Journal d’un confinement #37 Le médecin et le philosophe

Sophie Deschamps © GP

Chères lectrices et chers lecteurs de Magcentre,

Face au confinement imposé à la France depuis le 17 mars, j’ai décidé d’écrire un journal de bord pour y exprimer, jour après jour, mon ressenti face à cette situation inédite qui nous oblige à réfléchir et surtout à revoir nos priorités. Vous y trouverez au fil de l’eau des infos pratiques en tous genres, selon l’humeur des conseils de sites, de lecture ou de cuisine ainsi que des coups de cœur ou des coups de gueule selon l’actualité du coronavirus. Mais surtout restons solidaires et zen les uns envers les autres. 

Merci pour vos commentaires et vos encouragements, continuez vous aussi !

#restezchezvous

Parmi les nombreux changements apportés par cette pandémie, il y a le retour des médecins dans les médias, sur les plateaux télé ou en direct devant leur hôpital. Une présence qui vole la vedette aux politiques, notamment, et que certains voient d’un mauvais œil quand on voit tous ces anciens médecins et parfois ex-ministres tenter, à travers des pétitions, de nous dire ce qu’il faut faire en matière de traitements.

Et l’on découvre au fils des jours et des interviews que ces hommes et ces femmes ont des choses intéressantes à nous dire sur la société d’aujourd’hui et pas seulement dans le domaine de la santé.
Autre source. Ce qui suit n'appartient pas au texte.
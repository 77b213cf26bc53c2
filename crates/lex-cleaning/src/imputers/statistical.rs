//! Statistical imputation methods.
//!
//! Provides median and mode imputation.

use crate::types::{ActionType, CleaningAction, CleaningSummary};
use crate::utils::{
    column_names, fill_numeric_nulls, fill_string_nulls, first_mode, median, replace_with_text,
    text_values,
};
use anyhow::Result;
use polars::prelude::*;
use tracing::debug;

/// Statistical imputation methods for filling missing values.
pub struct StatisticalImputer;

impl StatisticalImputer {
    /// Fill missing numeric values with the median of the present ones.
    ///
    /// Returns the median and the number of filled cells, or `None` when the
    /// column has no value to take a median from.
    pub fn fill_median(values: &mut [Option<f64>]) -> Option<(f64, usize)> {
        let median_val = median(values)?;
        let filled = fill_numeric_nulls(values, median_val);
        Some((median_val, filled))
    }

    /// Fill missing text values with the most frequent present value.
    ///
    /// Ties go to the value seen first in row order.
    pub fn fill_mode(values: &mut [Option<String>]) -> Option<(String, usize)> {
        let mode_val = first_mode(values)?;
        let filled = fill_string_nulls(values, &mode_val);
        Some((mode_val, filled))
    }

    /// Mode-fill every text column.
    ///
    /// Values are trimmed first and the configured null tokens become null.
    /// Numeric columns are left alone.
    pub fn fill_text_modes(
        df: DataFrame,
        null_tokens: &[String],
        summary: &mut CleaningSummary,
    ) -> Result<DataFrame> {
        let mut df = df;

        for col_name in column_names(&df) {
            let series = df.column(&col_name)?.as_materialized_series().clone();
            if series.dtype() != &DataType::String {
                continue;
            }

            let mut values: Vec<Option<String>> = text_values(&series)?
                .into_iter()
                .map(|v| {
                    v.map(|s| s.trim().to_string())
                        .filter(|s| !null_tokens.iter().any(|t| t == s))
                })
                .collect();

            if values.iter().any(Option::is_none)
                && let Some((mode_val, filled)) = Self::fill_mode(&mut values)
            {
                debug!(
                    "Filled {} nulls in '{}' with mode '{}'",
                    filled, col_name, mode_val
                );
                summary.add_action(CleaningAction::new(
                    ActionType::ValueImputed,
                    &col_name,
                    format!("Filled {} missing values with mode '{}'", filled, mode_val),
                ));
            }

            replace_with_text(&mut df, &col_name, values)?;
        }

        Ok(df)
    }
}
Il est vrai que ces soignants nous prennent parfois de haut, nous les malades, ce qui est peut-être en train de changer d’ailleurs mais avouons que nous aussi avons changé d’attitude à leur égard en leur intimant avant tout de soigner nos bobos, petits et gros, sans s’intéresser vraiment à eux. La disparition du médecin de famille et la rapidité actuelle des consultations en cabinet n’aident pas non plus il est vrai.

Du coup, j’aimerais vous faire partager mes réflexions à propos du dialogue entamé ce mardi soir (20 avril) sur le plateau de C à Vous entre le docteur Gilbert Deray, chef du service de néphrologie de l’Hôpital de la Pitié-Salpêtrière à Paris et le philosophe bien connu André Comte-Sponville.
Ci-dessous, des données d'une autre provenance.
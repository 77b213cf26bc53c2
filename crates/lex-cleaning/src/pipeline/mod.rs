//! Pipeline module.
//!
//! This module provides the cleaning pipeline and its progress reporting.

mod builder;
pub mod progress;

pub use builder::{Pipeline, PipelineBuilder};
pub use progress::{ClosureProgressReporter, CleaningStage, ProgressReporter, ProgressUpdate};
Dr Gilbert Deray, chef du service néphrologie, Pitié Salpêtrière (capture écran) ©SD

Le médecin nous a d’abord calmement expliqué, la mine grave, que l’on était passé en France « au bord de la catastrophe sanitaire avec un risque de pénurie des lits de réanimation, à un lit près ». Un trop plein de malades  qui l’aurait obligé à choisir les patients à sauver et ceux à sacrifier. « Je suis heureux que l’on ait fait passer la vie avant l’économie », a-t-il ajouté, fustigeant au passage les pays qui ont été tentés de faire le contraire comme les États-Unis et le Brésil.

 

André Comte-Sponville, philosophe (capture écran) ©SD

 

 

De son côté, André Comte-Sponville (68 ans), sur un ton beaucoup plus véhément, a critiqué la tentative du gouvernement sur le conseil des médecins de vouloir déconfiner après le 11 mai les personnes de plus de 65 ans (une idée abandonnée très vite devant la levée de boucliers des intéressé-e-s !). Ensuite, il a surtout, à mon avis, enfoncé des portes ouvertes, accusant les médias de parler du matin au soir de la pandémie alors « que 9 millions d’être humains, dont 3 millions d’enfants, meurent chaque année dans le monde de malnutrition, dans l’indifférence générale ». En tant que père de famille, il a ensuite ajouté « qu’il préférait mourir, lui, plutôt que ses enfants qui vont, eux, payer la facture de cette pandémie ». Et d’insister sur son coût économique sans précédent et rappelant que l’« on n’aura pas une bonne médecine avec une économie qui s’effondre » mais en oubliant de préciser tout de même que la médecine s’est effondrée à l’hôpital bien avant l’épidémie.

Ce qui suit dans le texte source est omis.